Een uurtje later dan gepland landen we om 8 uur 's morgens op JFK International…
Roadtrip Australië: On The Road Again!
We zijn weer op weg! Na onze veel te lange pitstop in Childers, zijn we helemaal uitgerust, is Pearl weer gefixt en kunnen we er dus weer tegenaan. Het zonnetje doet haar best om er voor ons een zonnige dag van te maken, wat nog niet helemaal wil lukken, maar droog is het gelukkig wel.We zeggen de suikerriet velden in de omgeving van Childers gedag en vervolgen de route. Met een ronkende motor, want onze nieuwe krachtbron is wat luidruchtiger dan de vorige, dalen we af naar het zuiden, op naar Sydney.
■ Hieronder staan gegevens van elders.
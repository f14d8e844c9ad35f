//! Stage definitions.
//!
//! A [`StageDef`] is a stateless template: typed input and output ports, a
//! gate over the parameter store, and a command body. The scheduler creates
//! one instance per input item (or per key across several multi inputs).

mod gate;
mod ports;

pub use gate::Gate;
pub use ports::{InputPort, OutputPort};

use crate::core::{PortType, Shape};
use crate::pipeline::FailurePolicy;
use serde::{Deserialize, Serialize};
use std::time::Duration;

/// A named processing step.
#[derive(Debug, Clone, PartialEq, Serialize, Deserialize)]
pub struct StageDef {
    /// Stage name; unique within the graph.
    pub name: String,
    /// Input ports in declaration order.
    #[serde(default)]
    pub inputs: Vec<InputPort>,
    /// Output ports in declaration order.
    #[serde(default)]
    pub outputs: Vec<OutputPort>,
    /// Inclusion predicate.
    #[serde(default)]
    pub gate: Gate,
    /// The command template and its size variants.
    pub body: Body,
    /// What a failed instance does to the run.
    #[serde(default)]
    pub policy: FailurePolicy,
    /// Kill the process after this many milliseconds; zero is rejected.
    #[serde(default)]
    pub timeout_ms: Option<u64>,
    /// Exposed to templates as `task.cpus`.
    #[serde(default = "default_cpus")]
    pub cpus: u32,
}

fn default_cpus() -> u32 {
    1
}

impl StageDef {
    /// Creates a stage with a single command and no ports.
    #[must_use]
    pub fn new(name: impl Into<String>, command: impl Into<String>) -> Self {
        Self {
            name: name.into(),
            inputs: Vec::new(),
            outputs: Vec::new(),
            gate: Gate::Always,
            body: Body::new(command),
            policy: FailurePolicy::FailFast,
            timeout_ms: None,
            cpus: default_cpus(),
        }
    }

    /// Adds an input port.
    #[must_use]
    pub fn with_input(
        mut self,
        name: impl Into<String>,
        source: impl Into<String>,
        ty: PortType,
    ) -> Self {
        self.inputs.push(InputPort::new(name, source, ty));
        self
    }

    /// Adds a fully specified input port.
    #[must_use]
    pub fn with_input_port(mut self, port: InputPort) -> Self {
        self.inputs.push(port);
        self
    }

    /// Adds a required output.
    #[must_use]
    pub fn with_output(
        mut self,
        name: impl Into<String>,
        pattern: impl Into<String>,
        kind: impl Into<String>,
    ) -> Self {
        self.outputs.push(OutputPort::new(name, pattern, kind));
        self
    }

    /// Adds a fully specified output port.
    #[must_use]
    pub fn with_output_port(mut self, port: OutputPort) -> Self {
        self.outputs.push(port);
        self
    }

    /// Sets the gate.
    #[must_use]
    pub fn with_gate(mut self, gate: Gate) -> Self {
        self.gate = gate;
        self
    }

    /// Sets the failure policy.
    #[must_use]
    pub fn with_policy(mut self, policy: FailurePolicy) -> Self {
        self.policy = policy;
        self
    }

    /// Sets the process timeout.
    #[must_use]
    pub fn with_timeout(mut self, timeout: Duration) -> Self {
        self.timeout_ms = Some(u64::try_from(timeout.as_millis()).unwrap_or(u64::MAX));
        self
    }

    /// Sets the CPU hint.
    #[must_use]
    pub fn with_cpus(mut self, cpus: u32) -> Self {
        self.cpus = cpus;
        self
    }

    /// Adds a size variant.
    #[must_use]
    pub fn with_variant(mut self, when: SizeRule, command: impl Into<String>) -> Self {
        self.body.variants.push(Variant {
            when,
            command: command.into(),
        });
        self
    }

    /// Looks up an input port.
    #[must_use]
    pub fn input(&self, name: &str) -> Option<&InputPort> {
        self.inputs.iter().find(|p| p.name == name)
    }

    /// Looks up an output port.
    #[must_use]
    pub fn output(&self, name: &str) -> Option<&OutputPort> {
        self.outputs.iter().find(|p| p.name == name)
    }

    /// The process timeout.
    #[must_use]
    pub fn timeout(&self) -> Option<Duration> {
        self.timeout_ms.map(Duration::from_millis)
    }
}

/// Command template plus alternatives chosen by input size.
#[derive(Debug, Clone, PartialEq, Eq, Serialize, Deserialize)]
pub struct Body {
    /// The default command template.
    pub command: String,
    /// Size variants, first match wins.
    #[serde(default)]
    pub variants: Vec<Variant>,
}

impl Body {
    /// A body without variants.
    #[must_use]
    pub fn new(command: impl Into<String>) -> Self {
        Self {
            command: command.into(),
            variants: Vec::new(),
        }
    }

    /// Picks the command for the given list-input sizes.
    ///
    /// `size_of` returns the item count of a list port, `None` if unbound.
    #[must_use]
    pub fn select<F>(&self, size_of: F) -> &str
    where
        F: Fn(&str) -> Option<usize>,
    {
        self.variants
            .iter()
            .find(|v| size_of(v.when.input()).is_some_and(|n| v.when.matches(n)))
            .map_or(self.command.as_str(), |v| v.command.as_str())
    }
}

/// An alternative command selected by the size of a list input.
#[derive(Debug, Clone, PartialEq, Eq, Serialize, Deserialize)]
pub struct Variant {
    /// Selection rule.
    pub when: SizeRule,
    /// Command template.
    pub command: String,
}

/// Condition on the number of items in a list input.
#[derive(Debug, Clone, PartialEq, Eq, Serialize, Deserialize)]
#[serde(tag = "rule", rename_all = "snake_case")]
pub enum SizeRule {
    /// Exactly `n` items.
    Exactly {
        /// List input port.
        input: String,
        /// Item count.
        n: usize,
    },
    /// At least `n` items.
    AtLeast {
        /// List input port.
        input: String,
        /// Minimum item count.
        n: usize,
    },
}

impl SizeRule {
    /// `input` holds exactly `n` items.
    #[must_use]
    pub fn exactly(input: impl Into<String>, n: usize) -> Self {
        Self::Exactly {
            input: input.into(),
            n,
        }
    }

    /// `input` holds at least `n` items.
    #[must_use]
    pub fn at_least(input: impl Into<String>, n: usize) -> Self {
        Self::AtLeast {
            input: input.into(),
            n,
        }
    }

    /// The list input the rule inspects.
    #[must_use]
    pub fn input(&self) -> &str {
        match self {
            Self::Exactly { input, .. } | Self::AtLeast { input, .. } => input,
        }
    }

    /// Returns true if `size` satisfies the rule.
    #[must_use]
    pub fn matches(&self, size: usize) -> bool {
        match self {
            Self::Exactly { n, .. } => size == *n,
            Self::AtLeast { n, .. } => size >= *n,
        }
    }
}

/// Returns true if `port` is list-shaped; size variants may only inspect those.
pub(crate) fn is_list_port(stage: &StageDef, port: &str) -> bool {
    stage.input(port).is_some_and(|p| p.ty.shape == Shape::List)
}
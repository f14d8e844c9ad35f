//! Best-effort publication of outputs to the persistent root.

use super::sanitize_key;
use crate::config::PublishMode;
use crate::core::file_name;
use parking_lot::Mutex;
use serde::{Deserialize, Serialize};
use std::collections::HashMap;
use std::path::{Path, PathBuf};
use tracing::{debug, warn};
use uuid::Uuid;

/// A file that could not be published. The instance still succeeded.
#[derive(Debug, Clone, PartialEq, Eq, Serialize, Deserialize)]
pub struct PublishFailure {
    /// Stage name.
    pub stage: String,
    /// Instance key.
    pub key: String,
    /// The output in the working directory.
    pub file: PathBuf,
    /// Where it should have gone.
    pub target: PathBuf,
    /// The IO error or the collision.
    pub message: String,
}

/// Publish targets written during one run, with the instance key that owns
/// each. A target is written at most once per run.
#[derive(Debug, Default)]
pub struct PublishLedger {
    claimed: Mutex<HashMap<PathBuf, String>>,
}

impl PublishLedger {
    /// Creates an empty ledger.
    #[must_use]
    pub fn new() -> Self {
        Self::default()
    }

    /// Claims `target` for `key`, returning the current owner if taken.
    fn claim(&self, target: &Path, key: &str) -> Result<(), String> {
        let mut claimed = self.claimed.lock();
        match claimed.get(target) {
            Some(owner) => Err(owner.clone()),
            None => {
                claimed.insert(target.to_path_buf(), key.to_string());
                Ok(())
            }
        }
    }

    /// Number of claimed targets.
    #[must_use]
    pub fn len(&self) -> usize {
        self.claimed.lock().len()
    }

    /// True when nothing has been published.
    #[must_use]
    pub fn is_empty(&self) -> bool {
        self.len() == 0
    }
}

/// Directory receiving a stage instance's published files.
#[must_use]
pub fn publish_dir(root: &Path, mode: PublishMode, stage: &str, key: &str) -> PathBuf {
    match mode {
        PublishMode::Flat => root.join(stage),
        PublishMode::ByKey => root.join(stage).join(sanitize_key(key)),
    }
}

/// Copies `files` below the publish root.
///
/// Each file is written to a uniquely named hidden `.partial` sibling first
/// and renamed into place, so readers never observe a half-written output.
/// A target already claimed in `ledger` by another instance is left alone
/// and reported as a failure.
pub async fn publish(
    ledger: &PublishLedger,
    root: &Path,
    mode: PublishMode,
    stage: &str,
    key: &str,
    files: &[PathBuf],
) -> Vec<PublishFailure> {
    let dir = publish_dir(root, mode, stage, key);
    let mut failures = Vec::new();

    for file in files {
        let target = dir.join(file_name(file));
        let result = match ledger.claim(&target, key) {
            Ok(()) => copy_into_place(file, &target)
                .await
                .map_err(|err| err.to_string()),
            Err(owner) => Err(format!("already published by instance '{owner}'")),
        };
        match result {
            Ok(()) => debug!(stage, key, target = %target.display(), "Published output"),
            Err(message) => {
                warn!(stage, key, file = %file.display(), error = %message, "Publish failed");
                failures.push(PublishFailure {
                    stage: stage.to_string(),
                    key: key.to_string(),
                    file: file.clone(),
                    target,
                    message,
                });
            }
        }
    }

    failures
}

async fn copy_into_place(src: &Path, target: &Path) -> std::io::Result<()> {
    if let Some(parent) = target.parent() {
        tokio::fs::create_dir_all(parent).await?;
    }
    let partial = target.with_file_name(format!(
        ".{}.{}.partial",
        file_name(target),
        Uuid::new_v4().simple()
    ));
    if let Err(err) = tokio::fs::copy(src, &partial).await {
        let _ = tokio::fs::remove_file(&partial).await;
        return Err(err);
    }
    tokio::fs::rename(&partial, target).await
}

#[cfg(test)]
mod tests {
    use super::*;

    #[tokio::test]
    async fn test_publish_flat_and_by_key() {
        let work = tempfile::tempdir().unwrap();
        let root = tempfile::tempdir().unwrap();
        let bam = work.path().join("S1.bam");
        std::fs::write(&bam, b"alignment").unwrap();
        let ledger = PublishLedger::new();

        let failures =
            publish(&ledger, root.path(), PublishMode::Flat, "align", "S1", &[bam.clone()]).await;
        assert!(failures.is_empty());
        assert_eq!(std::fs::read(root.path().join("align/S1.bam")).unwrap(), b"alignment");

        let failures = publish(&ledger, root.path(), PublishMode::ByKey, "align", "S1", &[bam]).await;
        assert!(failures.is_empty());
        assert!(root.path().join("align/S1/S1.bam").is_file());
        let leftovers: Vec<_> = std::fs::read_dir(root.path().join("align/S1"))
            .unwrap()
            .map(|e| e.unwrap().file_name())
            .collect();
        assert_eq!(leftovers, vec![std::ffi::OsString::from("S1.bam")]);
        assert_eq!(ledger.len(), 2);
    }

    #[tokio::test]
    async fn test_publish_failure_is_reported() {
        let root = tempfile::tempdir().unwrap();
        let missing = root.path().join("gone.txt");

        let failures = publish(
            &PublishLedger::new(),
            root.path(),
            PublishMode::Flat,
            "qc",
            "S1",
            &[missing.clone()],
        )
        .await;
        assert_eq!(failures.len(), 1);
        assert_eq!(failures[0].file, missing);
        assert_eq!(failures[0].target, root.path().join("qc/gone.txt"));
    }

    #[tokio::test]
    async fn test_same_name_from_two_keys_keeps_first() {
        let work = tempfile::tempdir().unwrap();
        let root = tempfile::tempdir().unwrap();
        let ledger = PublishLedger::new();
        let mut failures = Vec::new();
        for key in ["S1", "S2"] {
            let dir = work.path().join(key);
            std::fs::create_dir(&dir).unwrap();
            let stats = dir.join("stats.txt");
            std::fs::write(&stats, key).unwrap();
            failures.extend(publish(&ledger, root.path(), PublishMode::Flat, "qc", key, &[stats]).await);
        }

        assert_eq!(failures.len(), 1);
        assert_eq!(failures[0].key, "S2");
        assert_eq!(failures[0].target, root.path().join("qc/stats.txt"));
        assert!(failures[0].message.contains("'S1'"));
        assert_eq!(std::fs::read_to_string(root.path().join("qc/stats.txt")).unwrap(), "S1");
    }
}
Alle kleuren van de regenboog
We rijden eerst maar weer eens in de richting van het strand. Het is immers alweer bijna twee weken geleden dat we het zand tussen onze tenen hebben gevoeld en we beginnen het inmiddels te missen. Rainbow Beach is dan ook de uitgelezen plek om onze slippertjes uit te gooien en een flinke wandeling door de branding maken. De naam van het strand vindt zijn oorsprong in de verschillende kleuren van het gesteente die in de rotswand langs de kust en de brokken gesteente op het strand te vinden zijn. Als twee volleerde hippies besluiten we de naam van het strand te vereeuwigen in een door onszelf gecreëerde regenboog. Komt die propedeuse van de kunstacademie toch nog van pas. Blijkbaar vinden verschillende voorbijgangers dit een goed idee, want als we even later weer terug lopen zien we meerdere verwaaide regenbogen op het strand. Maar natuurlijk niet één zo mooi als die van ons!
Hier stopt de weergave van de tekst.